━━━ RECORDS FOR THIS TASK ━━━

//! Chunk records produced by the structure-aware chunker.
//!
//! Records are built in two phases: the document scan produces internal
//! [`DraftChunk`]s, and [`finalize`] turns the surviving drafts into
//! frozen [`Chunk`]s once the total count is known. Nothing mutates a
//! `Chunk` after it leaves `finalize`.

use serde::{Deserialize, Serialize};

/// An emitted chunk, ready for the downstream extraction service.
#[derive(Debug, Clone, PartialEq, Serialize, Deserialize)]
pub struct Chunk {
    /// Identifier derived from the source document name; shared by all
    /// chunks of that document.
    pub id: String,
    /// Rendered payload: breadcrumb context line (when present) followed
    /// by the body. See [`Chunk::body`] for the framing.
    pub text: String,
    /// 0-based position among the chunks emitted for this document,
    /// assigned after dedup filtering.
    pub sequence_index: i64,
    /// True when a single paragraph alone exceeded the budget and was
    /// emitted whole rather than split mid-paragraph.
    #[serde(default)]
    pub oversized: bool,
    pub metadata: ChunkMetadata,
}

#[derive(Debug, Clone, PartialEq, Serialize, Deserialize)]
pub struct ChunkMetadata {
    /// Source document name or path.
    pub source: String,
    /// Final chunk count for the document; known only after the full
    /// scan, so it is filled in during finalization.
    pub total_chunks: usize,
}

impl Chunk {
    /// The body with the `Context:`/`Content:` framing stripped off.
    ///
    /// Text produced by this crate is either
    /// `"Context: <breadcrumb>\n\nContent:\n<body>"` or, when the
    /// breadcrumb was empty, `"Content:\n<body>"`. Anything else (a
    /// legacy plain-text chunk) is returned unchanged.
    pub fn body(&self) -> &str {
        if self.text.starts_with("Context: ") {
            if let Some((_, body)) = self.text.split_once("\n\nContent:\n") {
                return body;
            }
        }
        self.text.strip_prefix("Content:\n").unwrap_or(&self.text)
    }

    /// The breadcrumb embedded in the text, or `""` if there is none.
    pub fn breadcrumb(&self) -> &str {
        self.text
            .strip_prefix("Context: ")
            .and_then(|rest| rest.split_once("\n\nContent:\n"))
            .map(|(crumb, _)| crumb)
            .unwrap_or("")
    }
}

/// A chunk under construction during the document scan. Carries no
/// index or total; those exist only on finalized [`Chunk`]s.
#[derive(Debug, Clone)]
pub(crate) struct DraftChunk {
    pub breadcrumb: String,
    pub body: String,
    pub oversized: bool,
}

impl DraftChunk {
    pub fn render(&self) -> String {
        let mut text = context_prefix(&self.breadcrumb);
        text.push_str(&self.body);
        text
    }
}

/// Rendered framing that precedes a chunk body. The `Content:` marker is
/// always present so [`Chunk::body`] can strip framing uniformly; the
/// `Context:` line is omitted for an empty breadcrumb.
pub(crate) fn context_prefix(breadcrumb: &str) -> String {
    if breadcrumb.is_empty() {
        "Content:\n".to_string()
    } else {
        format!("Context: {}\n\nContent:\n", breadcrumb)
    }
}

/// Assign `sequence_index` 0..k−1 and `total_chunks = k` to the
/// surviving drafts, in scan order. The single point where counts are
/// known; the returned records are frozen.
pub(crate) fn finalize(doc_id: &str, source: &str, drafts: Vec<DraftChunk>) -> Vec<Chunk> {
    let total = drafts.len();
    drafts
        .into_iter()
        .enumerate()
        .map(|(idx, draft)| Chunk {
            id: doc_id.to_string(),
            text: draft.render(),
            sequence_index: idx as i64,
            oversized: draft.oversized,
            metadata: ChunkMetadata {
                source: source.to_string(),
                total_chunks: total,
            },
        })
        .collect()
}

━━━
━━━ RECORDS FOR THIS TASK ━━━

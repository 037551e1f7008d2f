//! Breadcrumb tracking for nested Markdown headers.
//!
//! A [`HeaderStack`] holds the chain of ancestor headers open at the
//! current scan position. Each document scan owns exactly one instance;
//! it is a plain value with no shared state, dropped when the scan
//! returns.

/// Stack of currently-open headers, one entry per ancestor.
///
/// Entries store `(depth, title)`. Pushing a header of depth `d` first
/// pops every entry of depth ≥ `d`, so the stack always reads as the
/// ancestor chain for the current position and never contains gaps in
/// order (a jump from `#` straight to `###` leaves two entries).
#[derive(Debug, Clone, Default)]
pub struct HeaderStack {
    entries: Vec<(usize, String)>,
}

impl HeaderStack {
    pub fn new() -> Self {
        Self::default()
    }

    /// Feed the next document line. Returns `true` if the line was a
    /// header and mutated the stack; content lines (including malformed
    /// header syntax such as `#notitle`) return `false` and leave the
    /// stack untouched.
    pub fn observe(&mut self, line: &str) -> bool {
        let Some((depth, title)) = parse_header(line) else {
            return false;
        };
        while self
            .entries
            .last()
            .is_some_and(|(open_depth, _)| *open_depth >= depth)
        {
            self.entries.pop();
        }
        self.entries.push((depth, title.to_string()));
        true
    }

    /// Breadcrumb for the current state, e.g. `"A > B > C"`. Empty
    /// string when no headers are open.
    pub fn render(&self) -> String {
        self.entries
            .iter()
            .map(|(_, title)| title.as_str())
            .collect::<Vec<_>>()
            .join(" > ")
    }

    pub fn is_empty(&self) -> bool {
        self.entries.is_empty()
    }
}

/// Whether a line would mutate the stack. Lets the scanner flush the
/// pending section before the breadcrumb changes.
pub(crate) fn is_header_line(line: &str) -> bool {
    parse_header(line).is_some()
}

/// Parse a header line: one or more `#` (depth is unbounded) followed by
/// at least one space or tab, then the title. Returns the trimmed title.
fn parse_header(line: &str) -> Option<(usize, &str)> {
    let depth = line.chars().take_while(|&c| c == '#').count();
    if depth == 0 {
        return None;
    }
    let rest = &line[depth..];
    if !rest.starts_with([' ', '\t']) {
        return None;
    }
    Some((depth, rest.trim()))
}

━━━
━━━ RECORDS FOR THIS TASK ━━━

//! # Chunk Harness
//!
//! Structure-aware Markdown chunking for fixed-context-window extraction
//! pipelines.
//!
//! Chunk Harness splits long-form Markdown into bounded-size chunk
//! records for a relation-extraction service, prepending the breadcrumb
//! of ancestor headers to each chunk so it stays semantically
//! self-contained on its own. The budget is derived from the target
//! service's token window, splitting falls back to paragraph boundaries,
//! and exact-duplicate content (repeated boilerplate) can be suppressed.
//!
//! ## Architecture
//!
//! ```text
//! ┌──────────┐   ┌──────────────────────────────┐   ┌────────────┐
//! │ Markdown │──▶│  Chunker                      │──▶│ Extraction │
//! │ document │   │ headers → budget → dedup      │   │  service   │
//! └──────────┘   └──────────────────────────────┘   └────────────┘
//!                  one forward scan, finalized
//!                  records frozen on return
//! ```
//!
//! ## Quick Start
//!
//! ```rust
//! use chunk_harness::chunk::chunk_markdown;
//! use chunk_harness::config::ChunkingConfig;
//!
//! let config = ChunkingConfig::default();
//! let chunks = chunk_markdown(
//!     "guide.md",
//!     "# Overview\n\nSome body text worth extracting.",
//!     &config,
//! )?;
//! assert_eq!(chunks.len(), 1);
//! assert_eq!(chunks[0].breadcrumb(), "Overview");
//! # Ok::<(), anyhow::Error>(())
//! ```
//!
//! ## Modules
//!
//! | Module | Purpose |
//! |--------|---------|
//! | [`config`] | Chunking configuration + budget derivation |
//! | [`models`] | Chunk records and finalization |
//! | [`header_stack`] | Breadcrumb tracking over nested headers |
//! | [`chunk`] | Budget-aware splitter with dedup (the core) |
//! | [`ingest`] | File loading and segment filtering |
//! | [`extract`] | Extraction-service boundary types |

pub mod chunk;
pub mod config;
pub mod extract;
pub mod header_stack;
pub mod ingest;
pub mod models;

━━━

## EXERCISE DESCRIPTION:
The answer is the lines above between the line holding "the structure-aware chunker." and the line holding "pub struct ChunkMetadata", inclusive, each written out exactly, and no others.

## PROBLEM SOLUTION:
//! Chunk records produced by the structure-aware chunker.
//!
//! Records are built in two phases: the document scan produces internal
//! [`DraftChunk`]s, and [`finalize`] turns the surviving drafts into
//! frozen [`Chunk`]s once the total count is known. Nothing mutates a
//! `Chunk` after it leaves `finalize`.

use serde::{Deserialize, Serialize};

/// An emitted chunk, ready for the downstream extraction service.
#[derive(Debug, Clone, PartialEq, Serialize, Deserialize)]
pub struct Chunk {
    /// Identifier derived from the source document name; shared by all
    /// chunks of that document.
    pub id: String,
    /// Rendered payload: breadcrumb context line (when present) followed
    /// by the body. See [`Chunk::body`] for the framing.
    pub text: String,
    /// 0-based position among the chunks emitted for this document,
    /// assigned after dedup filtering.
    pub sequence_index: i64,
    /// True when a single paragraph alone exceeded the budget and was
    /// emitted whole rather than split mid-paragraph.
    #[serde(default)]
    pub oversized: bool,
    pub metadata: ChunkMetadata,
}

#[derive(Debug, Clone, PartialEq, Serialize, Deserialize)]
pub struct ChunkMetadata {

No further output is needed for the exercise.